(Saved entries)
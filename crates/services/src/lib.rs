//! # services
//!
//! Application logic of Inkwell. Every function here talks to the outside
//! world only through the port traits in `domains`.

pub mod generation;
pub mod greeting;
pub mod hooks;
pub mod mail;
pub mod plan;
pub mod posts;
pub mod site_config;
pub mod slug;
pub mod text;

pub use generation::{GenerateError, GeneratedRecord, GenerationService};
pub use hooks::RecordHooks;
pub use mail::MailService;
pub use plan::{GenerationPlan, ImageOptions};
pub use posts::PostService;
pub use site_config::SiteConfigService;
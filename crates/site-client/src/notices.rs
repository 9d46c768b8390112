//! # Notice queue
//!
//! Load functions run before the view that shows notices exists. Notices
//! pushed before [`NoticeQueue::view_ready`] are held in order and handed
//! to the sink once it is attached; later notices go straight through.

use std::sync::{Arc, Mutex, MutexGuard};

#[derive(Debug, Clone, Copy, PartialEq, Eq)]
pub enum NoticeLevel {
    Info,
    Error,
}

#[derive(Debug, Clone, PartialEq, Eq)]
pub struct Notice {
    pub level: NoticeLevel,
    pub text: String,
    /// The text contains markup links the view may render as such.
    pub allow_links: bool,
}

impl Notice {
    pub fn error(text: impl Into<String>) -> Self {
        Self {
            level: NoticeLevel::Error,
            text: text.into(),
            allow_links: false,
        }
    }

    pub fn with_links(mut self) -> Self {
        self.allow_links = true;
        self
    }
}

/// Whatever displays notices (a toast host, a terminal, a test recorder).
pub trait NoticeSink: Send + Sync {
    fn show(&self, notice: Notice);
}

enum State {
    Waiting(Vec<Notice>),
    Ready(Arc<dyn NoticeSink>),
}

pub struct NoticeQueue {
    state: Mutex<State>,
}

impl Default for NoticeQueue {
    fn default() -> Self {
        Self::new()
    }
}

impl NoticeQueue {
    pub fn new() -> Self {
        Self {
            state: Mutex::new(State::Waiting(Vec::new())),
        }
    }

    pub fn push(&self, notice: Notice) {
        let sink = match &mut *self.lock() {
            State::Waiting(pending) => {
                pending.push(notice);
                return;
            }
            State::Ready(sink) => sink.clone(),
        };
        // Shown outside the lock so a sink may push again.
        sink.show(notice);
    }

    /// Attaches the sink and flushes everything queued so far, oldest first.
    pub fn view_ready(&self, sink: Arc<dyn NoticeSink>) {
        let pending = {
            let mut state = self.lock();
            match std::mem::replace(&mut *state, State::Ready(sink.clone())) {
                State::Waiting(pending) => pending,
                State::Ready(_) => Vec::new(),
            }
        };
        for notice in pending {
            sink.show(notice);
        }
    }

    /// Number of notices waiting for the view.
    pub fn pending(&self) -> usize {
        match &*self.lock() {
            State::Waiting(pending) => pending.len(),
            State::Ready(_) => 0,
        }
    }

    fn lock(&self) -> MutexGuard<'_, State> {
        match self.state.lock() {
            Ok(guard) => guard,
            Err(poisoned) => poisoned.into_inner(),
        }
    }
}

> [WORK REQUIRED]: Return the lines above that include the string "struct".

> [COMPLETED EXERCISE]:
pub struct Notice {
pub struct NoticeQueue {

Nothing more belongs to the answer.